Police have taken another Black man’s life, this time it’s 20-year-old Daunte Wright. Protests have broken out in cities across the country as the nation reacts to the killing of yet another young Black man.

But as the nation reacts to the murder, Wright’s family – his mother and child – need all the support they can get right now and thankfully there are many ways that we can all be better allies while helping support the family that Wright leaves behind.

Daunte Wright is the third high-profile police murder in Minneapolis.

Daunte Wright was driving to his older brother’s house with his girlfriend on Sunday afternoon, when police pulled him over for expired tags. Police said they found an existing warrant for Wright’s arrest and attempted to handcuff him.

Bodycam footage revealed Officer Kim Potter shot Wright when she claimed to be reaching for her taser. He died on the scene, just 10 miles from where former police officer Derek Chauvin is on trial for the death of George Floyd.

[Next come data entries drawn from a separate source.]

use axum::{
    async_trait,
    extract::{FromRequestParts, Request, State},
    http::{header, request::Parts, HeaderMap},
    middleware::Next,
    response::Response,
};
use chrono::Utc;
use jsonwebtoken::{decode, encode, Algorithm, DecodingKey, EncodingKey, Header, Validation};
use serde::{Deserialize, Serialize};

use crate::error::AppError;
use crate::models::UserId;
use crate::state::AppState;

#[derive(Debug, Clone, Serialize, Deserialize)]
pub struct Claims {
    pub sub: String, // subject - the opaque user id
    pub exp: i64,    // expiration time (unix timestamp)
}

/// HS256 keys derived from the shared secret.
#[derive(Clone)]
pub struct JwtKeys {
    encoding: EncodingKey,
    decoding: DecodingKey,
}

impl JwtKeys {
    pub fn from_secret(secret: &str) -> Self {
        Self {
            encoding: EncodingKey::from_secret(secret.as_bytes()),
            decoding: DecodingKey::from_secret(secret.as_bytes()),
        }
    }

    /// Validate signature and expiry, then parse `sub` as a user id.
    pub fn verify(&self, token: &str) -> Result<UserId, AppError> {
        let data = decode::<Claims>(token, &self.decoding, &Validation::new(Algorithm::HS256))
            .map_err(|e| {
                tracing::debug!(error = %e, "rejected token");
                AppError::Unauthorized
            })?;
        UserId::parse(&data.claims.sub).map_err(|_| AppError::Unauthorized)
    }

    /// Mint a token for `user`, valid for `ttl_secs`. Used by local tooling
    /// and tests; production tokens come from the identity service.
    pub fn issue(&self, user: &UserId, ttl_secs: i64) -> Result<String, AppError> {
        let claims = Claims {
            sub: user.to_string(),
            exp: Utc::now().timestamp() + ttl_secs,
        };
        encode(&Header::new(Algorithm::HS256), &claims, &self.encoding).map_err(|e| {
            tracing::error!(error = %e, "failed to sign token");
            AppError::Internal
        })
    }
}

/// Authenticated caller, placed in request extensions by [`auth_middleware`].
#[derive(Debug, Clone)]
pub struct AuthUser(pub UserId);

#[async_trait]
impl<S: Send + Sync> FromRequestParts<S> for AuthUser {
    type Rejection = AppError;

    async fn from_request_parts(parts: &mut Parts, _state: &S) -> Result<Self, Self::Rejection> {
        parts
            .extensions
            .get::<AuthUser>()
            .cloned()
            .ok_or(AppError::Unauthorized)
    }
}

pub fn bearer_token(headers: &HeaderMap) -> Option<&str> {
    headers
        .get(header::AUTHORIZATION)
        .and_then(|h| h.to_str().ok())
        .and_then(|s| s.strip_prefix("Bearer "))
        .map(str::trim)
        .filter(|t| !t.is_empty())
}

/// Middleware to extract the bearer JWT and add the caller to extensions
pub async fn auth_middleware(
    State(state): State<AppState>,
    mut req: Request,
    next: Next,
) -> Result<Response, AppError> {
    let token = bearer_token(req.headers()).ok_or(AppError::Unauthorized)?;
    let user = state.jwt.verify(token)?;
    req.extensions_mut().insert(AuthUser(user));
    Ok(next.run(req).await)
}
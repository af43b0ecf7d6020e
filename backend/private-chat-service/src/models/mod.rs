pub mod contact;
pub mod message;
pub mod user;

pub use contact::{ContactSummary, UnreadGroup};
pub use message::Message;
pub use user::{MessageId, UserId};
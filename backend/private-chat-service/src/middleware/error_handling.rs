use axum::{http::StatusCode, response::IntoResponse, Json};
use error_types::{error_codes, error_types as kinds, ErrorResponse};

use crate::error::{AppError, ChatError};

/// Map a service error onto the shared failure envelope.
///
/// Server-side failures are logged here and answered with a generic
/// message so driver details never reach clients.
pub fn map_error(err: &AppError) -> (StatusCode, ErrorResponse) {
    let status =
        StatusCode::from_u16(err.status_code()).unwrap_or(StatusCode::INTERNAL_SERVER_ERROR);
    let (error_type, code) = match err {
        AppError::BadRequest(_) => (kinds::VALIDATION_ERROR, error_codes::INVALID_REQUEST),
        AppError::Chat(chat) => (
            kinds::VALIDATION_ERROR,
            match chat {
                ChatError::Validation(_) => error_codes::VALIDATION_FAILED,
                ChatError::SelfConversationNotAllowed => error_codes::SELF_CONVERSATION,
                ChatError::EmptyMessage => error_codes::EMPTY_MESSAGE,
                ChatError::MissingFields(_) => error_codes::MISSING_FIELDS,
            },
        ),
        AppError::Unauthorized => (kinds::AUTHENTICATION_ERROR, error_codes::TOKEN_INVALID),
        AppError::Forbidden(_) => (kinds::AUTHORIZATION_ERROR, error_codes::NOT_ROOM_PARTICIPANT),
        AppError::NotFound => (kinds::NOT_FOUND_ERROR, error_codes::NOT_FOUND),
        AppError::Database(_) | AppError::Redis(_) if err.is_retryable() => (
            kinds::SERVICE_UNAVAILABLE_ERROR,
            error_codes::SERVICE_UNAVAILABLE,
        ),
        AppError::Database(_) => (kinds::SERVER_ERROR, error_codes::DATABASE_ERROR),
        AppError::Redis(_)
        | AppError::Config(_)
        | AppError::StartServer(_)
        | AppError::Internal => (kinds::SERVER_ERROR, error_codes::INTERNAL_SERVER_ERROR),
    };

    let message = if status.is_server_error() {
        tracing::error!(error = %err, status = status.as_u16(), "request failed");
        status
            .canonical_reason()
            .unwrap_or("Internal Server Error")
            .to_string()
    } else {
        err.to_string()
    };

    (
        status,
        ErrorResponse::new(&message, status.as_u16(), error_type, code),
    )
}

pub fn into_response(err: AppError) -> impl IntoResponse {
    let (status, response) = map_error(&err);
    (status, Json(response))
}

According to CNN, Daunte’s death is at least the third high-profile death of a Black man at the hands of police in Minnesota in the last five years. And Daunte Wright’s death comes less than a year after the police killing of George Floyd, which sparked protests around the world.

Daunte Wright leaves behind a family still struggling with such an immense loss.

Daunte’s mother, Katie Wright, spoke out about the fear he experienced before his death. Daunte called her after the police pulled him over, at the suggestion of his older brother. “I know my son was scared. He’s afraid of the police, and I just seen and heard the fear in his voice. But I don’t know why, and it should have never escalated the way it did,” Katie told Good Morning America on April 13.

According to Katie, Daunte believed he was getting pulled over for his hanging air fresheners, then she heard “scuffling” and an officer told him to hang up the phone. “I tried to call back three, four times and the girl that was with him answered the phone and she said that they shot him and he was lying in the driver’s seat unresponsive.”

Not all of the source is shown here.